Collected data entries
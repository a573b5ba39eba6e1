//! Advisory checks on machining settings and stock.

use crate::config::MIN_SPINDLE_SPEED;
use crate::model::{KindSettings, MachiningSettings, StockSettings};

/// Validation result with warnings.
#[derive(Debug, Default, Clone, PartialEq)]
pub struct ValidationResult {
    /// Whether validation passed.
    pub passed: bool,
    /// Warning messages.
    pub warnings: Vec<String>,
    /// Error messages.
    pub errors: Vec<String>,
}

impl ValidationResult {
    /// Create a passing result.
    pub fn ok() -> Self {
        Self {
            passed: true,
            ..Default::default()
        }
    }

    /// Add a warning.
    pub fn add_warning(&mut self, message: impl Into<String>) {
        self.warnings.push(message.into());
    }

    /// Add an error.
    pub fn add_error(&mut self, message: impl Into<String>) {
        self.errors.push(message.into());
        self.passed = false;
    }

    /// Merge another result into this one.
    pub fn merge(&mut self, other: ValidationResult) {
        self.warnings.extend(other.warnings);
        self.errors.extend(other.errors);
        if !other.passed {
            self.passed = false;
        }
    }

    /// Passed with nothing to report.
    pub fn is_clean(&self) -> bool {
        self.passed && self.warnings.is_empty()
    }
}

/// Check machining settings for values that are legal but likely wrong.
pub fn validate_settings(settings: &MachiningSettings) -> ValidationResult {
    let mut result = ValidationResult::ok();

    if settings.spindle_speed < MIN_SPINDLE_SPEED {
        result.add_warning(format!(
            "Spindle speed too low ({} RPM < {})",
            settings.spindle_speed, MIN_SPINDLE_SPEED
        ));
    }
    if settings.depth_per_pass > settings.total_depth {
        result.add_warning(format!(
            "Depth per pass ({}mm) exceeds total depth ({}mm)",
            settings.depth_per_pass, settings.total_depth
        ));
    }
    if settings.feed_rate.xy <= 0.0 || settings.feed_rate.z <= 0.0 {
        result.add_warning("Feed rates must be positive");
    }
    if settings.tool.diameter <= 0.0 {
        result.add_warning("Tool diameter must be positive");
    }
    if settings.tabs.enabled && settings.tabs.height <= 0.0 {
        result.add_warning("Tabs enabled with non-positive height; no tabs will be left");
    }
    if let KindSettings::Pocket { stepover, .. } = settings.operation {
        if stepover <= 0.0 || stepover > 1.0 {
            result.add_warning(format!("Pocket stepover {} outside (0, 1]", stepover));
        }
    }

    result
}

/// Check that every stock material has a usable size.
pub fn validate_stock(stock: &StockSettings) -> ValidationResult {
    let mut result = ValidationResult::ok();

    if stock.materials.is_empty() {
        result.add_error("No stock material defined");
    }
    for m in &stock.materials {
        if m.width <= 0.0 || m.depth <= 0.0 || m.thickness <= 0.0 {
            result.add_error(format!(
                "{}: invalid sheet size {}x{}x{}",
                m.material_id, m.width, m.depth, m.thickness
            ));
        }
    }

    result
}

#[cfg(test)]
mod tests {
    use super::*;
    use crate::config::KindDefaults;
    use crate::model::{PocketPattern, StockMaterial};

    // ==================== ValidationResult tests ====================

    #[test]
    fn test_validation_result_ok() {
        let result = ValidationResult::ok();
        assert!(result.passed);
        assert!(result.errors.is_empty());
        assert!(result.warnings.is_empty());
        assert!(result.is_clean());
    }

    #[test]
    fn test_validation_result_merge() {
        let mut result1 = ValidationResult::ok();
        result1.add_warning("Warning 1");

        let mut result2 = ValidationResult::ok();
        result2.add_error("Error 1");
        result2.add_warning("Warning 2");

        result1.merge(result2);
        assert!(!result1.passed);
        assert_eq!(result1.warnings.len(), 2);
        assert_eq!(result1.errors.len(), 1);
    }

    // ==================== validate_settings tests ====================

    #[test]
    fn test_default_settings_are_clean() {
        let d = KindDefaults::standard();
        assert!(validate_settings(&d.contour).is_clean());
        assert!(validate_settings(&d.pocket).is_clean());
        assert!(validate_settings(&d.drill).is_clean());
    }

    #[test]
    fn test_low_spindle_and_deep_pass_warn() {
        let mut s = KindDefaults::standard().contour;
        s.spindle_speed = 3000;
        s.depth_per_pass = 20.0;
        let result = validate_settings(&s);
        assert!(result.passed);
        assert_eq!(result.warnings.len(), 2);
        assert!(result.warnings[0].contains("3000"));
    }

    #[test]
    fn test_bad_feed_tool_tabs_stepover_warn() {
        let mut s = KindDefaults::standard().pocket;
        s.feed_rate.z = 0.0;
        s.tool.diameter = 0.0;
        s.tabs.enabled = true;
        s.operation = KindSettings::Pocket {
            pattern: PocketPattern::Raster,
            stepover: 1.5,
        };
        assert_eq!(validate_settings(&s).warnings.len(), 4);
    }

    // ==================== validate_stock tests ====================

    #[test]
    fn test_validate_stock() {
        let good = StockSettings {
            materials: vec![StockMaterial::new("mtl_1", 1220.0, 2440.0, 18.0)],
        };
        assert!(validate_stock(&good).passed);

        let bad = StockSettings {
            materials: vec![StockMaterial::new("mtl_1", 0.0, 2440.0, 18.0)],
        };
        assert!(!validate_stock(&bad).passed);
        assert!(!validate_stock(&StockSettings::default()).passed);
    }
}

### Assignment
Above are some records; copy exactly the lines from the one with "assert_eq!(result1.errors.len(), 1);" through the one with "assert!(validate_stock(&good).passed);", both included, and no others.

### Exercise solution
        assert_eq!(result1.errors.len(), 1);
    }

    // ==================== validate_settings tests ====================

    #[test]
    fn test_default_settings_are_clean() {
        let d = KindDefaults::standard();
        assert!(validate_settings(&d.contour).is_clean());
        assert!(validate_settings(&d.pocket).is_clean());
        assert!(validate_settings(&d.drill).is_clean());
    }

    #[test]
    fn test_low_spindle_and_deep_pass_warn() {
        let mut s = KindDefaults::standard().contour;
        s.spindle_speed = 3000;
        s.depth_per_pass = 20.0;
        let result = validate_settings(&s);
        assert!(result.passed);
        assert_eq!(result.warnings.len(), 2);
        assert!(result.warnings[0].contains("3000"));
    }

    #[test]
    fn test_bad_feed_tool_tabs_stepover_warn() {
        let mut s = KindDefaults::standard().pocket;
        s.feed_rate.z = 0.0;
        s.tool.diameter = 0.0;
        s.tabs.enabled = true;
        s.operation = KindSettings::Pocket {
            pattern: PocketPattern::Raster,
            stepover: 1.5,
        };
        assert_eq!(validate_settings(&s).warnings.len(), 4);
    }

    // ==================== validate_stock tests ====================

    #[test]
    fn test_validate_stock() {
        let good = StockSettings {
            materials: vec![StockMaterial::new("mtl_1", 1220.0, 2440.0, 18.0)],
        };
        assert!(validate_stock(&good).passed);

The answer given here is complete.